[Dataset entries]
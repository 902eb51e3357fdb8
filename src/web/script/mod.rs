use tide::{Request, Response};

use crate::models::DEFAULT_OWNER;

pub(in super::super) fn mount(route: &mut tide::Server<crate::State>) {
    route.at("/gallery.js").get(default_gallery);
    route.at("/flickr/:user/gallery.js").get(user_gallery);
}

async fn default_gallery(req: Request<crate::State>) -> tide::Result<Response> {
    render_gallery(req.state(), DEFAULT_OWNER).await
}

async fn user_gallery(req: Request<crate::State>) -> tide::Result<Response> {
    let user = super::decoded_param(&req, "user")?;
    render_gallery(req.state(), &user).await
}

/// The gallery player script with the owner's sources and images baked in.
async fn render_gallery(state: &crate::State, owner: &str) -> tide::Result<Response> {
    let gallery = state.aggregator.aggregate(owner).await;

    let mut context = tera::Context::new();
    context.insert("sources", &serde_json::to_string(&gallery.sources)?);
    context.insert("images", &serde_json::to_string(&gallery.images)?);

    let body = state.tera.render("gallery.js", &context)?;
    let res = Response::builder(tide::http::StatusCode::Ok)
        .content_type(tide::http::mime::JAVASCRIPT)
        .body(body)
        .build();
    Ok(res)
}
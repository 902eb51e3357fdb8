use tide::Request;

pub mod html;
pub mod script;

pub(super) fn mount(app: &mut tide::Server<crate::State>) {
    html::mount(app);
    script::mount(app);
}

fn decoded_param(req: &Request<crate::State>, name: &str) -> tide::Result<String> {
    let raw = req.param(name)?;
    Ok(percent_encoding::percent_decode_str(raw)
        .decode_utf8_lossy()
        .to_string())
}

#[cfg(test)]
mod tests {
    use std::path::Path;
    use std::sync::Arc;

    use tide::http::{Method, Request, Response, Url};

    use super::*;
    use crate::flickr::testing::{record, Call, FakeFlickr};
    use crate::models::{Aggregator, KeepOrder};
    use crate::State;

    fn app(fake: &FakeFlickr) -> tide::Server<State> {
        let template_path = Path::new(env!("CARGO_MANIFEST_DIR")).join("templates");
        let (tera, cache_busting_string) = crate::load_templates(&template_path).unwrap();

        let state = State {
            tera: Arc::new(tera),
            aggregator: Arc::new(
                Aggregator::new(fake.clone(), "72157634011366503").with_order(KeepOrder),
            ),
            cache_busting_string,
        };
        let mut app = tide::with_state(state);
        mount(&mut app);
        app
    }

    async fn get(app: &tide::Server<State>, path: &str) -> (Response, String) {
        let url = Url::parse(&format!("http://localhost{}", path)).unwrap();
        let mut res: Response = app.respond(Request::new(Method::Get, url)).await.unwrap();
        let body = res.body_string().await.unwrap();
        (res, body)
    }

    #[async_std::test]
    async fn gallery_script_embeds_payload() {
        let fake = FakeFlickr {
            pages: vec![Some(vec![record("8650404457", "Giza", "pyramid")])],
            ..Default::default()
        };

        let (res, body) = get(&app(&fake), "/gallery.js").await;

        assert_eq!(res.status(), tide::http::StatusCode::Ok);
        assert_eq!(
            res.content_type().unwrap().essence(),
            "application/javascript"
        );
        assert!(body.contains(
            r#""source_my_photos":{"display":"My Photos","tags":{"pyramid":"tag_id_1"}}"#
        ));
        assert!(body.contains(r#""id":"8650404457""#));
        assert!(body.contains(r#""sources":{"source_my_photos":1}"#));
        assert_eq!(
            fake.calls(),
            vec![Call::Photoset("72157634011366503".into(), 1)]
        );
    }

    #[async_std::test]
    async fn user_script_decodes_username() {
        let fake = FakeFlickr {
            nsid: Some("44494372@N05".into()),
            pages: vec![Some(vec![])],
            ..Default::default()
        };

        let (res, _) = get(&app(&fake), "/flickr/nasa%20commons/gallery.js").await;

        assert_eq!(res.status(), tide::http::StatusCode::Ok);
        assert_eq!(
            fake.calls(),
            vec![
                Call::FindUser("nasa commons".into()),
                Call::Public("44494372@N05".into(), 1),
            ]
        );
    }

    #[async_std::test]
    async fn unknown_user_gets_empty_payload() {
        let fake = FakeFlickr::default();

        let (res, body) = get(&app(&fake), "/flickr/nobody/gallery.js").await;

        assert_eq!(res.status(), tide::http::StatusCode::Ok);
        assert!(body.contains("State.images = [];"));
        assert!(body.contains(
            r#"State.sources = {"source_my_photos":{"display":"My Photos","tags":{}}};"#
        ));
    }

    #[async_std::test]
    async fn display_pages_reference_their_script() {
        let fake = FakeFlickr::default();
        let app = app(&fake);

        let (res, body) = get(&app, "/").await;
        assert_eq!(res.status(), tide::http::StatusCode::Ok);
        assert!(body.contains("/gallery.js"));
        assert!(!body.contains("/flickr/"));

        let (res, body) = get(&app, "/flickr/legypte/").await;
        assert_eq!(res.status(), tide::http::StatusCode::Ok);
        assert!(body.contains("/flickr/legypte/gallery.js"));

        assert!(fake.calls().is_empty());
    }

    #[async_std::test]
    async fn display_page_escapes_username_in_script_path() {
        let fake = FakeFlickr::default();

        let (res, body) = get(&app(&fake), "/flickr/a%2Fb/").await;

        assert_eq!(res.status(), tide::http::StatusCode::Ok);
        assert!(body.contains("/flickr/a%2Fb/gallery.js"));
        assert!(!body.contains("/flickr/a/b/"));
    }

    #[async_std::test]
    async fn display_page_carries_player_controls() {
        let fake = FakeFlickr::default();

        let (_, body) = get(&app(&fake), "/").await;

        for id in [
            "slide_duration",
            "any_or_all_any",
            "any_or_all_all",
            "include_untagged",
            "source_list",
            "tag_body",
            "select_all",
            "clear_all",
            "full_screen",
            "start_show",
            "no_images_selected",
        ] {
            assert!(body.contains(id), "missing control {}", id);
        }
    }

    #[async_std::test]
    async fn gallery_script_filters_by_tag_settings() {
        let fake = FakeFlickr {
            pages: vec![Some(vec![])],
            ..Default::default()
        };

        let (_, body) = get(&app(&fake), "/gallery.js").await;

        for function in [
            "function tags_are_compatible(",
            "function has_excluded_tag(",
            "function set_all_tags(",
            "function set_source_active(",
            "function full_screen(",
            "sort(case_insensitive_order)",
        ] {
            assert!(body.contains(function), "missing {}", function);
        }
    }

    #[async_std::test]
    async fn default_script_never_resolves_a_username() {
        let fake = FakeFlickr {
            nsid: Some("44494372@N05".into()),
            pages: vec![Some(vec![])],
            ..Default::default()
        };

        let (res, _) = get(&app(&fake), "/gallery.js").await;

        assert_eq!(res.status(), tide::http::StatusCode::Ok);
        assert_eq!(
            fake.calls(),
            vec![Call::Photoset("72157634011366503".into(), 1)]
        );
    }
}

**Activity:**
Scan the lines above for the word "Server". Return each one that has it.

**Solved problem:**
pub(in super::super) fn mount(route: &mut tide::Server<crate::State>) {
pub(super) fn mount(app: &mut tide::Server<crate::State>) {
    fn app(fake: &FakeFlickr) -> tide::Server<State> {
    async fn get(app: &tide::Server<State>, path: &str) -> (Response, String) {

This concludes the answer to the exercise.